Potzblitz, wir haben eine Wahlrechtsreform! Oder doch nicht?

Jahrelang haben die Parteien darüber gestritten, wie man den Bundestag wieder etwas kleiner kriegt. Immerhin ist der mit seinen derzeit 736 Abgeordneten das weltweit zweitgrößte Parlament nach dem chinesischen Volkskongress (eigentlich also das größte, da der Volkskongress nicht wirklich ein Parlament ist). Und jetzt soll tatsächlich eine Entscheidung fallen.

Gedränge im Plenarsaal des Bundestages

Gedränge im Plenarsaal des Bundestages


Foto: Michael Kappeler / picture alliance/dpa

Was die Ampelfraktionen da mit ihrer Mehrheit am Freitag beschließen wollen, können Sie hier  noch einmal im Detail nachlesen. Aber, Achtung Spoiler, ob das alles tatsächlich so kommt, ist ungewiss.

Denn wie es schon bei allen früheren Vorschlägen für einen kleineren Bundestag der Fall war: Es sind nicht alle happy mit den Plänen der Ampel, zu denen gehört, die Normgröße auf 630 Abgeordnete festzuschreiben. Die Linke zum Beispiel fürchtet wegen der geplanten Abschaffung der sogenannten Grundmandatsklausel um ihre parlamentarische Existenz. Denn nur die sichert ihr aktuell 39 Sitze, nachdem sie bei der Wahl eigentlich an der Fünfprozenthürde gescheitert war.

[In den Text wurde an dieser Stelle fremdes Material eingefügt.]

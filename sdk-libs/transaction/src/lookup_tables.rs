use solana_pubkey::Pubkey;
use solsign_account_checks::{AccessTag, Account, Address, AddressReference};
use solsign_wire_reader::ByteReader;
use tracing::trace;

use crate::errors::ParseError;

/// Address lookup table entries loaded by a versioned message.
#[derive(Debug, Clone, PartialEq, Eq)]
pub struct AddressTableLookup {
    pub account_key: Pubkey,
    pub writable_indexes: Vec<u8>,
    pub readonly_indexes: Vec<u8>,
}

impl AddressTableLookup {
    pub fn writable(&self) -> impl Iterator<Item = AddressReference> + '_ {
        self.references(&self.writable_indexes, AccessTag::Writable)
    }

    pub fn readonly(&self) -> impl Iterator<Item = AddressReference> + '_ {
        self.references(&self.readonly_indexes, AccessTag::ReadOnly)
    }

    fn references<'a>(
        &'a self,
        indexes: &'a [u8],
        tag: AccessTag,
    ) -> impl Iterator<Item = AddressReference> + 'a {
        indexes.iter().map(move |index| AddressReference {
            table: self.account_key,
            index: *index,
            tag,
        })
    }
}

pub fn parse_lookup_tables(reader: &mut ByteReader) -> Result<Vec<AddressTableLookup>, ParseError> {
    // Key plus two empty index lists.
    let count = reader.read_count(34)?;
    (0..count)
        .map(|_| -> Result<AddressTableLookup, ParseError> {
            let account_key = Pubkey::new_from_array(reader.read_array()?);
            let writable = reader.read_count(1)?;
            let writable_indexes = reader.read(writable)?.to_vec();
            let readonly = reader.read_count(1)?;
            let readonly_indexes = reader.read(readonly)?.to_vec();
            trace!(%account_key, writable, readonly, "Parsed address table lookup");
            Ok(AddressTableLookup {
                account_key,
                writable_indexes,
                readonly_indexes,
            })
        })
        .collect()
}

/// Static addresses, then every table's writable entries, then every
/// table's read-only entries.
pub fn combined_accounts(
    addresses: &[Address],
    lookup_tables: &[AddressTableLookup],
) -> Vec<Account> {
    let writable = lookup_tables.iter().flat_map(AddressTableLookup::writable);
    let readonly = lookup_tables.iter().flat_map(AddressTableLookup::readonly);
    addresses
        .iter()
        .copied()
        .map(Account::from)
        .chain(writable.map(Account::from))
        .chain(readonly.map(Account::from))
        .collect()
}
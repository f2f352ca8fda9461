use std::panic::Location;

use tracing::debug;

use crate::{address::Account, checks::check_index, AccountError};

/// The combined account list of a message: static addresses followed by
/// lookup table writable entries, then lookup table read-only entries.
/// Instructions refer to accounts by u8 index into this list.
pub struct PackedAccounts<'a> {
    pub accounts: &'a [Account],
}

impl<'a> PackedAccounts<'a> {
    pub fn new(accounts: &'a [Account]) -> Self {
        Self { accounts }
    }

    /// Get account by u8 index with bounds checking
    #[track_caller]
    #[inline(always)]
    pub fn get_u8(&self, index: u8) -> Result<&'a Account, AccountError> {
        let index = index as usize;
        if let Err(e) = check_index(index, self.accounts.len()) {
            let location = Location::caller();
            debug!(
                "Account index {} out of bounds, {} accounts available. {}:{}:{}",
                index,
                self.accounts.len(),
                location.file(),
                location.line(),
                location.column()
            );
            return Err(e);
        }
        Ok(&self.accounts[index])
    }

    /// Resolves a list of instruction account indices.
    pub fn resolve(&self, indices: &[u8]) -> Result<Vec<Account>, AccountError> {
        indices
            .iter()
            .map(|index| self.get_u8(*index).copied())
            .collect()
    }
}
use solsign_account_checks::checks::check_index;
use solsign_wire_reader::ByteReader;
use tracing::trace;

use crate::errors::ParseError;

/// An instruction as it appears on the wire, indices not yet resolved.
#[derive(Debug, Clone, PartialEq, Eq)]
pub struct RawInstruction<'a> {
    /// Index into the static address list.
    pub program_index: u8,
    /// Indices into the combined account list.
    pub accounts: &'a [u8],
    pub data: &'a [u8],
}

/// Reads the instruction section.
///
/// Program indices are checked against the static address count here.
/// Account indices can only be checked once the lookup tables are known.
pub fn parse_instructions<'a>(
    reader: &mut ByteReader<'a>,
    address_count: usize,
) -> Result<Vec<RawInstruction<'a>>, ParseError> {
    // Every instruction takes at least 3 bytes.
    let count = reader.read_count(3)?;
    let mut instructions = Vec::with_capacity(count);
    for i in 0..count {
        let program_index = reader.get_byte()?;
        check_index(program_index as usize, address_count)?;
        let account_count = reader.read_count(1)?;
        let accounts = reader.read(account_count)?;
        let data_len = reader.read_count(1)?;
        let data = reader.read(data_len)?;
        trace!(
            instruction = i,
            program_index,
            accounts = account_count,
            data_len,
            "Parsed raw instruction"
        );
        instructions.push(RawInstruction {
            program_index,
            accounts,
            data,
        });
    }
    Ok(instructions)
}
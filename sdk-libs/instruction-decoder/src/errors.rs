use solsign_account_checks::AccountError;
use solsign_wire_reader::errors::WireReaderError;
use thiserror::Error;

#[derive(Debug, Error, PartialEq, Eq, Clone)]
pub enum DecoderError {
    #[error("Instruction data of {actual} bytes is shorter than the {expected} byte discriminant")]
    InstructionTooShort { expected: usize, actual: usize },
    #[error("Not enough instruction data for field '{0}'")]
    MissingField(&'static str),
    #[error("{0} bytes of instruction data left after the last field")]
    TrailingData(usize),
    #[error("Invalid presence flag {value} for optional field '{field}'")]
    InvalidOptionFlag { field: &'static str, value: u8 },
    #[error("Field '{0}' is not valid UTF-8")]
    InvalidEncoding(&'static str),
    #[error("Invalid value {value} for enum field '{field}'")]
    InvalidEnumValue { field: &'static str, value: u8 },
    #[error("Account error: {0}")]
    Account(#[from] AccountError),
    #[error("Reader error: {0}")]
    Reader(#[from] WireReaderError),
}

impl From<DecoderError> for u32 {
    fn from(e: DecoderError) -> u32 {
        match e {
            DecoderError::InstructionTooShort { .. } => 18001,
            DecoderError::MissingField(_) => 18002,
            DecoderError::TrailingData(_) => 18003,
            DecoderError::InvalidOptionFlag { .. } => 18004,
            DecoderError::InvalidEncoding(_) => 18005,
            DecoderError::InvalidEnumValue { .. } => 18006,
            DecoderError::Account(e) => e.into(),
            DecoderError::Reader(e) => e.into(),
        }
    }
}
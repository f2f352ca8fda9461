use thiserror::Error;

#[derive(Debug, Error, PartialEq, Eq, Clone)]
pub enum WireReaderError {
    #[error("Requested {requested} bytes, but only {remaining} bytes remain")]
    TruncatedInput { requested: usize, remaining: usize },
    #[error("Seek position {position} is past the end of a {len} byte buffer")]
    SeekOutOfBounds { position: usize, len: usize },
    #[error("Compact integer is not minimally encoded or overflows")]
    InvalidCompactInteger,
    #[error("Length {length} exceeds the {remaining} remaining bytes")]
    LengthExceedsInput { length: usize, remaining: usize },
    #[error("String is not valid UTF-8")]
    InvalidEncoding,
}

impl From<WireReaderError> for u32 {
    fn from(e: WireReaderError) -> u32 {
        match e {
            WireReaderError::TruncatedInput { .. } => 16001,
            WireReaderError::SeekOutOfBounds { .. } => 16002,
            WireReaderError::InvalidCompactInteger => 16003,
            WireReaderError::LengthExceedsInput { .. } => 16004,
            WireReaderError::InvalidEncoding => 16005,
        }
    }
}
/// Largest serialized transaction the chain accepts.
pub const PACKET_DATA_SIZE: usize = 1232;

/// Fee and rent model constants of the network.
#[derive(Debug, Clone, Copy, PartialEq, Eq)]
pub struct NetworkConstants {
    pub lamports_per_signature: u64,
    /// Compute unit limit assumed when no `SetComputeUnitLimit` is present.
    pub default_compute_unit_limit: u64,
    /// Rent-exempt balance of a token account.
    pub token_account_rent: u64,
}

impl Default for NetworkConstants {
    fn default() -> Self {
        Self {
            lamports_per_signature: 5000,
            default_compute_unit_limit: 200_000,
            token_account_rent: 2_039_280,
        }
    }
}

#[derive(Debug, Clone, Copy, PartialEq, Eq)]
pub struct TransactionConfig {
    pub network: NetworkConstants,
    pub max_transaction_size: usize,
}

impl Default for TransactionConfig {
    fn default() -> Self {
        Self {
            network: NetworkConstants::default(),
            max_transaction_size: PACKET_DATA_SIZE,
        }
    }
}

impl TransactionConfig {
    pub fn new(network: NetworkConstants) -> Self {
        Self {
            network,
            ..Default::default()
        }
    }

    pub fn with_max_transaction_size(mut self, max_transaction_size: usize) -> Self {
        self.max_transaction_size = max_transaction_size;
        self
    }

    pub fn with_lamports_per_signature(mut self, lamports: u64) -> Self {
        self.network.lamports_per_signature = lamports;
        self
    }

    pub fn with_default_compute_unit_limit(mut self, units: u64) -> Self {
        self.network.default_compute_unit_limit = units;
        self
    }

    pub fn with_token_account_rent(mut self, lamports: u64) -> Self {
        self.network.token_account_rent = lamports;
        self
    }
}
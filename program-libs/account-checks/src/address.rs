use core::fmt;

use solana_pubkey::Pubkey;

/// Access rights of an address, assigned positionally from the message
/// header.
#[derive(Debug, Clone, Copy, PartialEq, Eq, Hash)]
pub enum AccessTag {
    SignerWritable,
    SignerReadOnly,
    Writable,
    ReadOnly,
}

impl AccessTag {
    /// Tag of the address at `index` in a static address list of `total`
    /// entries.
    ///
    /// Layout: `num_signers` writable signers, then `num_readonly_signers`
    /// read-only signers, then writable non-signers, and the last
    /// `num_readonly` addresses are read-only non-signers.
    pub fn from_position(
        index: usize,
        total: usize,
        num_signers: usize,
        num_readonly_signers: usize,
        num_readonly: usize,
    ) -> Self {
        if index < num_signers {
            AccessTag::SignerWritable
        } else if index < num_signers + num_readonly_signers {
            AccessTag::SignerReadOnly
        } else if index < total.saturating_sub(num_readonly) {
            AccessTag::Writable
        } else {
            AccessTag::ReadOnly
        }
    }

    pub fn is_signer(&self) -> bool {
        matches!(self, AccessTag::SignerWritable | AccessTag::SignerReadOnly)
    }

    pub fn is_writable(&self) -> bool {
        matches!(self, AccessTag::SignerWritable | AccessTag::Writable)
    }

    pub fn text(&self) -> &'static str {
        match self {
            AccessTag::SignerWritable => "(writable, signer)",
            AccessTag::SignerReadOnly => "(signer)",
            AccessTag::Writable => "(writable)",
            AccessTag::ReadOnly => "",
        }
    }
}

/// An address listed directly in the message.
#[derive(Debug, Clone, Copy, PartialEq, Eq)]
pub struct Address {
    pub pubkey: Pubkey,
    pub tag: AccessTag,
}

impl Address {
    pub fn new(pubkey: Pubkey, tag: AccessTag) -> Self {
        Self { pubkey, tag }
    }
}

/// An address loaded indirectly from an address lookup table.
///
/// The table contents are not part of the transaction, so only the table
/// address and the index within it are known.
#[derive(Debug, Clone, Copy, PartialEq, Eq)]
pub struct AddressReference {
    pub table: Pubkey,
    pub index: u8,
    pub tag: AccessTag,
}

/// An account as referenced by an instruction.
#[derive(Debug, Clone, Copy, PartialEq, Eq)]
pub enum Account {
    Direct(Address),
    LookupTable(AddressReference),
}

impl Account {
    /// Public key of a directly listed account. Lookup table entries have no
    /// known key.
    pub fn pubkey(&self) -> Option<&Pubkey> {
        match self {
            Account::Direct(address) => Some(&address.pubkey),
            Account::LookupTable(_) => None,
        }
    }

    pub fn tag(&self) -> AccessTag {
        match self {
            Account::Direct(address) => address.tag,
            Account::LookupTable(reference) => reference.tag,
        }
    }

    pub fn is_signer(&self) -> bool {
        self.tag().is_signer()
    }

    /// True when this is a direct account with key `pubkey`.
    pub fn is(&self, pubkey: &Pubkey) -> bool {
        self.pubkey() == Some(pubkey)
    }
}

impl From<Address> for Account {
    fn from(address: Address) -> Self {
        Account::Direct(address)
    }
}

impl From<AddressReference> for Account {
    fn from(reference: AddressReference) -> Self {
        Account::LookupTable(reference)
    }
}

impl fmt::Display for Account {
    fn fmt(&self, f: &mut fmt::Formatter<'_>) -> fmt::Result {
        match self {
            Account::Direct(address) => write!(f, "{}", address.pubkey),
            Account::LookupTable(reference) => {
                write!(f, "{}[{}]", reference.table, reference.index)
            }
        }
    }
}

#[cfg(test)]
mod tests {
    use super::*;

    #[test]
    fn test_tag_from_position() {
        // 2 signers, 1 read-only signer, 2 read-only of 7 addresses
        let tags: Vec<AccessTag> = (0..7)
            .map(|i| AccessTag::from_position(i, 7, 2, 1, 2))
            .collect();
        assert_eq!(
            tags,
            vec![
                AccessTag::SignerWritable,
                AccessTag::SignerWritable,
                AccessTag::SignerReadOnly,
                AccessTag::Writable,
                AccessTag::Writable,
                AccessTag::ReadOnly,
                AccessTag::ReadOnly,
            ]
        );
    }

    #[test]
    fn test_lookup_table_accounts_have_no_pubkey() {
        let table = Pubkey::new_from_array([7; 32]);
        let account = Account::from(AddressReference {
            table,
            index: 3,
            tag: AccessTag::Writable,
        });
        assert!(account.pubkey().is_none());
        assert!(!account.is_signer());
        assert!(!account.is(&table));
        assert_eq!(account.to_string(), format!("{}[3]", table));
    }
}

Diese hat die CSU zuletzt zwar bundesweit knapp übersprungen. Aber eben nur knapp. Man stelle sich vor, dass die Christsozialen bei einer künftigen Wahl wie üblich fast alle Direktmandate im Freistaat gewinnen, aber keiner dieser Kandidaten in den Bundestag kommt, weil die CSU aufs ganze Land gerechnet nur 4,9974 Prozent holt.

Das finden sie in der Union wenig überraschend gar nicht lustig (auch wenn diese natürlich Jahre Zeit hatte, selbst eine gerechte Reform auf den Weg zu bringen). »Das wirkt wie ein gezielter Angriff auf die CSU und damit gegen eine Partei, die seit 70 Jahren unsere Demokratie im Parlament maßgeblich mitgestaltet hat«, sagte Wolfgang Schäuble jetzt dem SPIEGEL. Schäuble hatte sich als Bundestagspräsident ebenfalls vergeblich bemüht, das Wahlrecht neu zu ordnen. »Dieses Vorhaben muss gestoppt werden«, findet das CDU-Urgestein nun und rät der Union zur Klage in Karlsruhe.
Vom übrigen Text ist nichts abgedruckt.